Unidentified Analyst: Hi guys. This is Tom stepping on for Jon. Thanks for the questions. I’ll start with 2023 guidance. Glenn, maybe this is for you. But how should we be thinking about T&E and consumables organic growth, I guess, relative to the total company guidance of down 1% to up 2% between Implants Ortho, it sounds like T&E will be the growth engine. But, I think it would be helpful if we could put a finer point on where that may shake out in rough terms, I guess, is each segment within the total company range, or how should we maybe think about them maybe reaching the high end and low end of it potentially?
Glenn Coleman: Tom thanks for the question. We’re not going to give too much specifics on our segment guidance. I would just say we are expecting T&E to grow faster than consumables as part of our guidance range. But that’s all we’re going to comment on at this point in time.
Unidentified Analyst: Got it. And then my follow-up is just on the restructuring. Simon, you gave some very helpful color throughout the call. But can you maybe talk a bit more about the current restructuring and how it may be different from the prior ones for the company. I guess, what were the learnings from those that you’re trying to apply this time around? And maybe what gives you confidence this won’t potentially be more disruptive than expected, and maybe ultimately have some sort of impact on growth. Thanks.
Simon Campion: Yeah. Thanks for the question. So, we’ve been very thoughtful about this restructuring. You will have hopefully noted that we are not impacting our sales teams at all. In fact, we’re net positive on investments in our sales team globally including Europe and the US. I think the difference is, we’re here, we’re being extremely thoughtful about it. We are driving alignment between our RCOs, between the regions and the global business units. And we are giving the global business units a single voice. So communications is going to be better between the business units and the regions and decision-making and agility is going to be improved because we have — we now have more visibility to all of the financial aspects of it and we can move money around as appropriate to fund different investments either commercially or R&D or in other spaces like plan, quality and so on and so forth.

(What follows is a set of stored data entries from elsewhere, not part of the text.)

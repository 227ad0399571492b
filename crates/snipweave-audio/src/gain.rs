//! Output gain and hard clipping.

use crate::buffer::AudioBuffer;

/// Scales every sample by `gain`, then hard-clips to `[-1.0, 1.0]`.
///
/// The gain is not range-checked here; callers validate it beforehand.
pub fn apply_gain(buffer: &mut AudioBuffer, gain: f64) {
    apply_gain_slice(buffer.samples_mut(), gain);
}

/// Slice form of [`apply_gain`].
pub fn apply_gain_slice(samples: &mut [f32], gain: f64) {
    let gain = gain as f32;
    for sample in samples.iter_mut() {
        *sample = hard_clip(*sample * gain);
    }
}

/// Clamps a sample into `[-1.0, 1.0]`.
#[inline]
pub fn hard_clip(sample: f32) -> f32 {
    sample.clamp(-1.0, 1.0)
}
//! Output encoding and atomic saves.

use snipweave_audio::AudioBuffer;
use snipweave_spec::{SampleSubtype, SaveFormat};
use std::io::{Cursor, Write};
use std::path::Path;

use super::aiff::{write_aiff, AiffFormat};
use super::CodecError;

/// Encodes a buffer into a complete file image.
///
/// # Arguments
/// * `buffer` - Samples to encode; values outside `[-1.0, 1.0]` are clamped
/// * `sample_rate` - Sample rate in Hz
/// * `format` - Container
/// * `subtype` - Sample encoding
///
/// # Errors
/// [`CodecError::UnsupportedSubtype`] for float AIFF, [`CodecError::Encode`]
/// when the buffer does not fit the container.
pub fn encode(
    buffer: &AudioBuffer,
    sample_rate: u32,
    format: SaveFormat,
    subtype: SampleSubtype,
) -> Result<Vec<u8>, CodecError> {
    let channels = u16::try_from(buffer.channels())
        .map_err(|_| CodecError::encode(format!("{} channels", buffer.channels())))?;
    match format {
        SaveFormat::Wav => encode_wav(buffer.samples(), channels, sample_rate, subtype),
        SaveFormat::Aiff => encode_aiff(buffer.samples(), channels, sample_rate, subtype),
    }
}

fn encode_wav(
    samples: &[f32],
    channels: u16,
    sample_rate: u32,
    subtype: SampleSubtype,
) -> Result<Vec<u8>, CodecError> {
    let spec = hound::WavSpec {
        channels,
        sample_rate,
        bits_per_sample: subtype.bits(),
        sample_format: if subtype.is_float() {
            hound::SampleFormat::Float
        } else {
            hound::SampleFormat::Int
        },
    };

    let bits = subtype.bits();
    let mut cursor = Cursor::new(Vec::with_capacity(44 + samples.len() * bits as usize / 8));
    {
        let mut writer = hound::WavWriter::new(&mut cursor, spec).map_err(CodecError::encode)?;
        for &sample in samples {
            let written = match subtype {
                SampleSubtype::Float => writer.write_sample(sample.clamp(-1.0, 1.0)),
                SampleSubtype::Pcm8 => writer.write_sample(quantize(sample, bits) as i8),
                SampleSubtype::Pcm16 => writer.write_sample(quantize(sample, bits) as i16),
                SampleSubtype::Pcm24 | SampleSubtype::Pcm32 => {
                    writer.write_sample(quantize(sample, bits))
                }
            };
            written.map_err(CodecError::encode)?;
        }
        writer.finalize().map_err(CodecError::encode)?;
    }
    Ok(cursor.into_inner())
}

fn encode_aiff(
    samples: &[f32],
    channels: u16,
    sample_rate: u32,
    subtype: SampleSubtype,
) -> Result<Vec<u8>, CodecError> {
    if subtype.is_float() {
        return Err(CodecError::UnsupportedSubtype {
            format: SaveFormat::Aiff.as_str(),
            subtype,
        });
    }

    let format = AiffFormat {
        channels,
        sample_rate,
        bits_per_sample: subtype.bits(),
    };
    let data_len = format.data_len(samples.len());
    if data_len > (u32::MAX - 64) as usize {
        return Err(CodecError::encode("sample data exceeds the 4 GiB AIFF limit"));
    }

    let mut bytes = Vec::with_capacity(54 + data_len + 1);
    write_aiff(&mut bytes, &format, samples).map_err(CodecError::encode)?;
    Ok(bytes)
}

/// Clamps to `[-1.0, 1.0]` and scales to a signed integer of `bits` width.
pub(super) fn quantize(sample: f32, bits: u16) -> i32 {
    let max = ((1i64 << (bits - 1)) - 1) as f64;
    (sample.clamp(-1.0, 1.0) as f64 * max).round() as i32
}

/// Encodes and writes a file, replacing `path` only on success.
///
/// The file image is built in memory and written to a temporary file in the
/// destination directory, which is then renamed over `path`. Any failure
/// leaves an existing file at `path` untouched.
///
/// # Returns
/// Number of bytes written.
pub fn save_audio(
    path: &Path,
    buffer: &AudioBuffer,
    sample_rate: u32,
    format: SaveFormat,
    subtype: SampleSubtype,
) -> Result<usize, CodecError> {
    let bytes = encode(buffer, sample_rate, format, subtype)?;

    let io_err = |source: std::io::Error| CodecError::Io {
        path: path.to_path_buf(),
        source,
    };
    let dir = match path.parent() {
        Some(parent) if !parent.as_os_str().is_empty() => parent,
        _ => Path::new("."),
    };

    let mut tmp = tempfile::NamedTempFile::new_in(dir).map_err(io_err)?;
    tmp.write_all(&bytes).map_err(io_err)?;
    tmp.as_file().sync_all().map_err(io_err)?;
    tmp.persist(path).map_err(|e| io_err(e.error))?;

    tracing::debug!(
        path = %path.display(),
        format = %format,
        subtype = %subtype,
        bytes = bytes.len(),
        "saved output"
    );
    Ok(bytes.len())
}
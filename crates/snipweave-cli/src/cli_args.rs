//! CLI argument definitions for the snipweave command-line interface.
//!
//! All clap derive types live here, keeping `main.rs` focused on dispatch.

use clap::{Args, Parser, Subcommand};
use snipweave_cli::input::ParamOverrides;
use snipweave_spec::{SampleSubtype, WindowChoice};
use std::path::PathBuf;

/// snipweave - random-snippet overlap-add audio textures
#[derive(Parser)]
#[command(name = "snipweave")]
#[command(author, version, about, long_about = None)]
#[command(propagate_version = true)]
pub(crate) struct Cli {
    /// Show debug logging on stderr (RUST_LOG overrides)
    #[arg(short, long, global = true)]
    pub verbose: bool,

    #[command(subcommand)]
    pub command: Commands,
}

#[derive(Subcommand)]
pub(crate) enum Commands {
    /// Synthesize a new file from random snippets of a source file
    Generate {
        /// Source audio file (WAV, AIFF)
        #[arg(short, long)]
        input: PathBuf,

        /// Destination file
        #[arg(short, long)]
        output: PathBuf,

        #[command(flatten)]
        flags: ParamFlags,

        /// Output container (wav, aiff); inferred from the output extension by default
        #[arg(long)]
        format: Option<String>,

        /// Sample encoding (pcm_8, pcm_16, pcm_24, pcm_32, float)
        #[arg(long)]
        subtype: Option<SampleSubtype>,

        /// Write with the source file's sample encoding
        #[arg(long, conflicts_with = "subtype")]
        keep_subtype: bool,

        /// Output machine-readable JSON (no colored output)
        #[arg(long)]
        json: bool,

        /// Hide the progress bar and status lines
        #[arg(short, long)]
        quiet: bool,
    },

    /// Print sample rate, channels, duration and encoding of an audio file
    Info {
        /// Audio file to inspect
        #[arg(short, long)]
        input: PathBuf,

        /// Output machine-readable JSON (no colored output)
        #[arg(long)]
        json: bool,
    },

    /// Check synthesis parameters without writing anything
    Validate {
        #[command(flatten)]
        flags: ParamFlags,

        /// Also check against this source file (clip length, overlap in samples)
        #[arg(short, long)]
        input: Option<PathBuf>,

        /// Output machine-readable JSON (no colored output)
        #[arg(long)]
        json: bool,
    },
}

/// Synthesis parameter flags shared by `generate` and `validate`.
#[derive(Args, Debug, Default)]
pub(crate) struct ParamFlags {
    /// JSON parameter file; individual flags override its values
    #[arg(short, long)]
    pub params: Option<PathBuf>,

    /// Snippet size in milliseconds (default 250)
    #[arg(long)]
    pub clip_ms: Option<f64>,

    /// Overlap / crossfade in milliseconds (default 100)
    #[arg(long)]
    pub overlap_ms: Option<f64>,

    /// Output length in seconds (default 30)
    #[arg(short, long)]
    pub seconds: Option<f64>,

    /// Output gain, 0.05 to 2.0 (default 1.0)
    #[arg(short, long)]
    pub gain: Option<f64>,

    /// Window shape (linear, hann)
    #[arg(short, long)]
    pub window: Option<WindowChoice>,

    /// Repeat code: a number, or any text
    #[arg(long, allow_hyphen_values = true)]
    pub seed: Option<String>,
}

impl ParamFlags {
    /// Splits the flags into the parameter file and per-field overrides.
    pub fn into_parts(self) -> (Option<PathBuf>, ParamOverrides) {
        let overrides = ParamOverrides {
            clip_ms: self.clip_ms,
            overlap_ms: self.overlap_ms,
            output_seconds: self.seconds,
            gain: self.gain,
            window: self.window,
            seed: self.seed,
        };
        (self.params, overrides)
    }
}
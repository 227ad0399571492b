//! Seed tokens for reproducible synthesis.
//!
//! A seed token is what a user types into a "repeat code" field. Numeric
//! tokens are used directly. Any other text is hashed with BLAKE3 so that the
//! same text maps to the same seed on every platform and release.

use serde::{Deserialize, Serialize};
use std::fmt;

use crate::error::{ParamError, ParamResult};

/// A user-supplied seed: either a number or free text.
#[derive(Debug, Clone, PartialEq, Eq, Hash, Serialize, Deserialize)]
#[serde(untagged)]
pub enum SeedToken {
    /// Explicit numeric seed.
    Number(u64),
    /// Free-form repeat code.
    Text(String),
}

impl SeedToken {
    /// Resolves the token into a generator seed.
    ///
    /// Text is trimmed first. Text that parses as a `u64` is used verbatim;
    /// anything else goes through [`hash_seed_text`].
    ///
    /// # Errors
    /// Returns [`ParamError::InvalidSeedToken`] for empty text.
    pub fn resolve(&self) -> ParamResult<u64> {
        match self {
            SeedToken::Number(n) => Ok(*n),
            SeedToken::Text(text) => {
                let text = text.trim();
                if text.is_empty() {
                    return Err(ParamError::InvalidSeedToken);
                }
                match text.parse::<u64>() {
                    Ok(n) => Ok(n),
                    Err(_) => Ok(hash_seed_text(text) as u64),
                }
            }
        }
    }
}

impl From<u64> for SeedToken {
    fn from(value: u64) -> Self {
        SeedToken::Number(value)
    }
}

impl From<&str> for SeedToken {
    fn from(value: &str) -> Self {
        SeedToken::Text(value.to_string())
    }
}

impl From<String> for SeedToken {
    fn from(value: String) -> Self {
        SeedToken::Text(value)
    }
}

impl fmt::Display for SeedToken {
    fn fmt(&self, f: &mut fmt::Formatter<'_>) -> fmt::Result {
        match self {
            SeedToken::Number(n) => write!(f, "{}", n),
            SeedToken::Text(text) => write!(f, "{}", text),
        }
    }
}

/// Hashes a non-numeric repeat code into a 32-bit seed.
///
/// The seed is the first four bytes of `BLAKE3(utf8(text))`, read
/// little-endian.
pub fn hash_seed_text(text: &str) -> u32 {
    let hash = blake3::hash(text.as_bytes());
    let bytes = hash.as_bytes();
    u32::from_le_bytes([bytes[0], bytes[1], bytes[2], bytes[3]])
}

/// Resolves an optional token; `None` means "not reproducible".
pub fn resolve_seed(token: Option<&SeedToken>) -> ParamResult<Option<u64>> {
    token.map(SeedToken::resolve).transpose()
}
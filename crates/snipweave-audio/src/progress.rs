//! Progress notifications from a running synthesis.
//!
//! Observers are called synchronously on whatever thread runs the synthesis.
//! They are notifications only; nothing they do feeds back into the run.

/// Coarse phases of a run, reported alongside percentages.
#[derive(Debug, Clone, Copy, PartialEq, Eq)]
pub enum SynthesisStage {
    /// Snippets are being placed (0-80%).
    Accumulating,
    /// Gain and clipping are being applied (90%).
    ApplyingGain,
    /// The buffer is ready for the caller (100%).
    Done,
}

impl SynthesisStage {
    /// Short status line for display.
    pub fn label(&self) -> &'static str {
        match self {
            SynthesisStage::Accumulating => "Placing snippets",
            SynthesisStage::ApplyingGain => "Applying gain",
            SynthesisStage::Done => "Done",
        }
    }
}

/// Receives progress from [`synthesize`](crate::synthesize).
pub trait ProgressObserver {
    /// Called with a percentage in `[0, 100]`; values never decrease.
    fn progress(&mut self, percent: u8);

    /// Called when the run enters a new stage.
    fn stage(&mut self, _stage: SynthesisStage) {}
}

impl<F: FnMut(u8)> ProgressObserver for F {
    fn progress(&mut self, percent: u8) {
        self(percent)
    }
}

/// Observer that ignores everything.
#[derive(Debug, Clone, Copy, Default)]
pub struct NoProgress;

impl ProgressObserver for NoProgress {
    fn progress(&mut self, _percent: u8) {}
}

/// Share of the bar covered by accumulation.
pub(crate) const ACCUMULATE_SPAN: u8 = 80;
/// Reported after the gain stage.
pub(crate) const GAIN_DONE: u8 = 90;
/// Reported when the buffer is returned.
pub(crate) const COMPLETE: u8 = 100;

/// Maps an output cursor to the accumulation share of the bar.
///
/// The cursor may overshoot the output on the final hop; it is clamped so
/// the value never exceeds [`ACCUMULATE_SPAN`].
pub(crate) fn accumulate_percent(pos: usize, output_len: usize) -> u8 {
    if output_len == 0 {
        return ACCUMULATE_SPAN;
    }
    let pos = pos.min(output_len) as u128;
    ((pos * ACCUMULATE_SPAN as u128) / output_len as u128) as u8
}

/// Forwards percentages only when they change.
pub(crate) struct Throttled<'a> {
    inner: &'a mut dyn ProgressObserver,
    last: Option<u8>,
}

impl<'a> Throttled<'a> {
    pub(crate) fn new(inner: &'a mut dyn ProgressObserver) -> Self {
        Self { inner, last: None }
    }

    pub(crate) fn report(&mut self, percent: u8) {
        if self.last != Some(percent) {
            self.last = Some(percent);
            self.inner.progress(percent);
        }
    }

    pub(crate) fn stage(&mut self, stage: SynthesisStage) {
        self.inner.stage(stage);
    }
}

So I think it’s meaningfully different to what was done before. We — as we noted in the prepared remarks as well, I think the tone at the top is a very material change here as well. And again, in the prepared remarks, we commented on some of the feedback that we’ve received from the US commercial team, in particular, where some of those metrics have doubled in the past six months. So we are changing the tone here at the company, and we’re being transparent. We’re being inclusive. We’re driving discipline and improving process and making investments to make this company a better place to work and a better place to deliver results that you expect and that we expect.
Unidentified Analyst: Very helpful. Thanks.
Operator: Thank you. One moment for our next question, please. And it comes from the line of Michael Cherny with Bank of America. Please go ahead.
Michael Cherny: Thank you for taking the question. I’m going to wrap a bunch of topics, I think, into one here. But as you think about the trajectory and particularly the build into that $3.26 number, I’m not looking for how you think about the revenue dynamics, but how do you think about the mix in terms of your focus on going direct versus not going direct. We heard from one of your key distribution partners yesterday about their desire to build out their own specialty business. And so how does that impact view of X-rays go-to-market strategy and what you can do to take control of more of your own destiny versus rely on your distribution partners as you think about this multi-year build?